SCLC is a highly aggressive and chemoresponsive disease in which the best predictor of outcome appears to be staged at diagnosis . This tumor is characterized by a rapid doubling time, high growth fraction, and the early development of wide-spread metastases. Currently, no satisfactory biomarkers are available to screen for small-cell lung cancer (SCLC).
Protein expression profiling of body fluids from patients with cancer has recently become a valuable tool for obtaining information on the state of protein circuits inside tumor cells and outside the cells at the host-tumor interface. During last years, it has been demonstrated that the serum is a convenient protein-rich information reservoir that may show a systemic response to a specific disease . In serum, low molecular weight proteins and peptides that are related to this altered microenvironmental "cancerous" state can be detected.
MS instrumentation and analysis tools have continued to rapidly evolve and improve our ability to detect less-abundant serum proteins. Until now, the most commonly used instrument was the SELDI-TOF MS. This technology has been used successfully to discover potential serum diagnostic markers for breast , lung , bladder , liver , and gastric cancers. After the original highly intriguing report that the serum proteome profile can be used for the early detection of ovarian cancer, many researchers have applied the SELDI-TOF MS technology to detect proteome profiles specific for other forms of cancer and non-malignant disease. However, SELDI-TOF MS does not allow a direct identification of the discriminatory proteins and the debate about the reproducibility has been particularly strong . The new ClinProt system providing the optimal reproducibility is suitable for automated protein profiling and has the capability to simultaneously identify potential biomarker proteins. The improved sensitivity and resolution allowed detection of 400 polypeptides (0.8-15 kDa range) in a single droplet (10-50 μL) of serum, and almost 2000 unique peptides in larger sample sets, which can then be analyzed using common microarray data analysis software. It has been successfully used to identify highly sensitive and specific potential biomarkers for the diagnosis of many cancers, but similar studies of lung cancer have not been reported.
There are many tumor markers detected in the sera of patients with lung cancers. Using an array of biomarkers is one way of acquiring a differentiated cancer diagnosis. At present, this is usually performed by means of RIA or ELISA. The most extensively investigated circulating protein markers include tissue polypeptide specific antigen (TPS), neuron-specific enolase (NSE) and pro-gastrin-releasing peptide (ProGRP).

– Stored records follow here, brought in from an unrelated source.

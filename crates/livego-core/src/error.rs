//! Error types for the LiveGo client

use std::collections::BTreeMap;
use std::fmt;

use serde::{Deserialize, Serialize};
use thiserror::Error;

/// Machine code used when a non-success response carries no parseable body.
pub const HTTP_ERROR: &str = "HTTP_ERROR";

/// Machine code used when the request never produced a response.
pub const NETWORK_ERROR: &str = "NETWORK_ERROR";

/// Structured error body returned by the server (or synthesized locally).
#[derive(Debug, Clone, PartialEq, Serialize, Deserialize)]
pub struct ErrorPayload {
    /// Machine-readable error code, e.g. `"COMPONENT_NOT_FOUND"`
    pub error: String,
    /// Human-readable message
    pub message: String,
    /// Numeric code, usually the HTTP status
    pub code: i64,
    /// Optional extra details
    #[serde(default, skip_serializing_if = "Option::is_none")]
    pub details: Option<BTreeMap<String, serde_json::Value>>,
}

impl ErrorPayload {
    pub fn new(error: impl Into<String>, message: impl Into<String>, code: i64) -> Self {
        Self {
            error: error.into(),
            message: message.into(),
            code,
            details: None,
        }
    }

    /// Payload for a non-success response whose body could not be parsed.
    pub fn http_error(status: u16, status_text: impl Into<String>) -> Self {
        Self::new(HTTP_ERROR, status_text, i64::from(status))
    }

    /// Payload for a request that failed before any response arrived.
    pub fn network(message: impl Into<String>) -> Self {
        Self::new(NETWORK_ERROR, message, 0)
    }

    pub fn with_details(mut self, details: BTreeMap<String, serde_json::Value>) -> Self {
        self.details = Some(details);
        self
    }
}

impl fmt::Display for ErrorPayload {
    fn fmt(&self, f: &mut fmt::Formatter<'_>) -> fmt::Result {
        write!(f, "{} ({}): {}", self.error, self.code, self.message)
    }
}

/// Main error type for LiveGo client operations
#[derive(Error, Debug, Clone, PartialEq)]
pub enum LiveError {
    /// Network failure or non-success response from mount/update
    #[error("Transport error: {0}")]
    Transport(ErrorPayload),

    /// Response payload did not match the expected snapshot/effects shape
    #[error("Protocol error: {0}")]
    Protocol(String),

    /// call/set/batch invoked before a successful mount (or after teardown)
    #[error("Component is not mounted")]
    NotMounted,

    /// Push frame payload was not valid JSON
    #[error("Stream parse error: {0}")]
    StreamParse(String),

    /// Push channel failed to open or dropped
    #[error("Connection error: {0}")]
    Connection(String),

    /// Configuration could not be applied (bad URL, header, ...)
    #[error("Invalid configuration: {0}")]
    InvalidConfig(String),
}

impl LiveError {
    /// The server payload, if this is a transport failure.
    pub fn payload(&self) -> Option<&ErrorPayload> {
        match self {
            LiveError::Transport(payload) => Some(payload),
            _ => None,
        }
    }
}

impl From<ErrorPayload> for LiveError {
    fn from(payload: ErrorPayload) -> Self {
        LiveError::Transport(payload)
    }
}

/// Mount surfaces the transport's error unchanged.
pub type MountError = LiveError;

/// Result type alias using LiveError
pub type LiveResult<T> = Result<T, LiveError>;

It has reported that the sensitivity, specificity and accuracy of SCLC diagnosis by an indicator of TPS and NSE were 84.4%, 87.8%, 83.6% and 79.3%, 93.7%, 88.3%, respectively, In addition, the level of TPS and NSE in the patients' serum with metastatic SCLC were markedly higher than those in the patients with SCLC without metastasis, increased with the number of metastatic focuses . The presence of SOX Group B and/or ZIC2 AAs are frequently observed in small cell lung carcinoma (SCLC), and were also reported to be indicators of a better prognosis .

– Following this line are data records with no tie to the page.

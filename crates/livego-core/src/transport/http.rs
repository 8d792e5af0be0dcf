//! HTTP transport built on reqwest

use std::sync::Arc;

use reqwest::cookie::{CookieStore, Jar};
use reqwest::header::{HeaderMap, HeaderName, HeaderValue, COOKIE, SET_COOKIE};
use reqwest::{Client, Response, Url};
use serde::de::DeserializeOwned;
use serde::Serialize;
use tracing::debug;

use super::Transport;
use crate::config::ClientConfig;
use crate::error::{ErrorPayload, LiveError, LiveResult};
use crate::types::{
    Delta, MountRequest, MountResponse, Props, Snapshot, UpdateRequest, UpdateResponse,
};

/// Transport that talks JSON over HTTP to a LiveGo server.
///
/// Cookies are kept in a jar shared with any
/// [`HttpPushSource`](crate::stream::HttpPushSource) built from this
/// transport, and are only sent/stored when the request's credential
/// policy allows it.
#[derive(Clone)]
pub struct HttpTransport {
    client: Client,
    origin: Url,
    cookies: Arc<Jar>,
}

impl HttpTransport {
    /// Create a transport for the server at `origin` (e.g. `http://localhost:8080`).
    pub fn new(origin: &str) -> LiveResult<Self> {
        let origin = Url::parse(origin)
            .map_err(|e| LiveError::InvalidConfig(format!("invalid origin {origin:?}: {e}")))?;
        let client = Client::builder()
            .build()
            .map_err(|e| LiveError::InvalidConfig(format!("http client: {e}")))?;
        Ok(Self::with_client(client, origin))
    }

    /// Create a transport around an existing client.
    pub fn with_client(client: Client, origin: Url) -> Self {
        Self {
            client,
            origin,
            cookies: Arc::new(Jar::default()),
        }
    }

    pub fn origin(&self) -> &Url {
        &self.origin
    }

    pub(crate) fn client(&self) -> &Client {
        &self.client
    }

    /// Resolve a configured path against the origin.
    pub(crate) fn resolve(&self, path: &str) -> LiveResult<Url> {
        self.origin
            .join(path)
            .map_err(|e| LiveError::InvalidConfig(format!("invalid path {path:?}: {e}")))
    }

    /// Merged request headers plus the cookie header when credentials allow it.
    pub(crate) fn headers(&self, config: &ClientConfig, url: &Url) -> LiveResult<HeaderMap> {
        let mut headers = HeaderMap::new();
        for (name, value) in config.merged_headers() {
            let name = HeaderName::from_bytes(name.as_bytes())
                .map_err(|e| LiveError::InvalidConfig(format!("header name {name:?}: {e}")))?;
            let value = HeaderValue::from_str(&value)
                .map_err(|e| LiveError::InvalidConfig(format!("header value for {name}: {e}")))?;
            headers.insert(name, value);
        }
        if config.credentials.sends_cookies() {
            if let Some(cookie) = self.cookies.cookies(url) {
                headers.insert(COOKIE, cookie);
            }
        }
        Ok(headers)
    }

    pub(crate) fn store_cookies(&self, config: &ClientConfig, url: &Url, response: &Response) {
        if !config.credentials.sends_cookies() {
            return;
        }
        let mut set_cookies = response.headers().get_all(SET_COOKIE).iter();
        self.cookies.set_cookies(&mut set_cookies, url);
    }

    async fn post<B, R>(&self, config: &ClientConfig, path: &str, body: &B) -> LiveResult<R>
    where
        B: Serialize + ?Sized,
        R: DeserializeOwned,
    {
        let url = self.resolve(path)?;
        let headers = self.headers(config, &url)?;

        let body = serde_json::to_vec(body).map_err(|e| LiveError::Protocol(e.to_string()))?;
        let response = self
            .client
            .post(url.clone())
            .headers(headers)
            .body(body)
            .send()
            .await
            .map_err(|e| LiveError::Transport(ErrorPayload::network(e.to_string())))?;

        self.store_cookies(config, &url, &response);
        let status = response.status();
        let bytes = response
            .bytes()
            .await
            .map_err(|e| LiveError::Transport(ErrorPayload::network(e.to_string())))?;

        debug!(%url, status = status.as_u16(), bytes = bytes.len(), "Received response");

        if !status.is_success() {
            let payload = serde_json::from_slice::<ErrorPayload>(&bytes).unwrap_or_else(|_| {
                ErrorPayload::http_error(
                    status.as_u16(),
                    status.canonical_reason().unwrap_or("Unknown Status"),
                )
            });
            return Err(LiveError::Transport(payload));
        }

        serde_json::from_slice(&bytes)
            .map_err(|e| LiveError::Protocol(format!("unexpected response from {path}: {e}")))
    }
}

impl Transport for HttpTransport {
    async fn mount(
        &self,
        config: &ClientConfig,
        component: &str,
        props: &Props,
    ) -> LiveResult<MountResponse> {
        let request = MountRequest { component, props };
        self.post(config, &config.mount_path(), &request).await
    }

    async fn update(
        &self,
        config: &ClientConfig,
        snapshot: &Snapshot,
        deltas: &[Delta],
    ) -> LiveResult<UpdateResponse> {
        let request = UpdateRequest {
            snapshot,
            updates: deltas,
        };
        self.post(config, &config.update_path(), &request).await
    }
}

Here we adopted the ClinProt system to establish a fingerprint pattern including five proteins to distinguish SCLC patients from healthy individuals with a specificity of 97.73% and a sensitivity of 90.00%. 88.89% SCLC patients of the early stage were accurately diagnosed. It is noteworthy that our pattern was helpful for the diagnosis of SCLC with early stage. With the highest predictive value, the top two peaks (1778.67 and 1865.79 Da) were unqualified to selected as the set of potential biomarkers, even though they had the significant confidence. Among the five biomarkers, two were up-regulated in cancer patients, and they may be oncogene proteins. Other three were down-regulated in cancer patients, and they may be tumor suppressor gene proteins. The m/z with 5336.83 Da was lowly expressed in SCLC patients. Freed et al . also found a serum biomarker at 5337.62 Da with down-regulated in head and neck squamous cell cancer (HNSCC) samples by MALDI-TOF MS technology. Therefore, this potential biomarker remains interesting to be further investigated.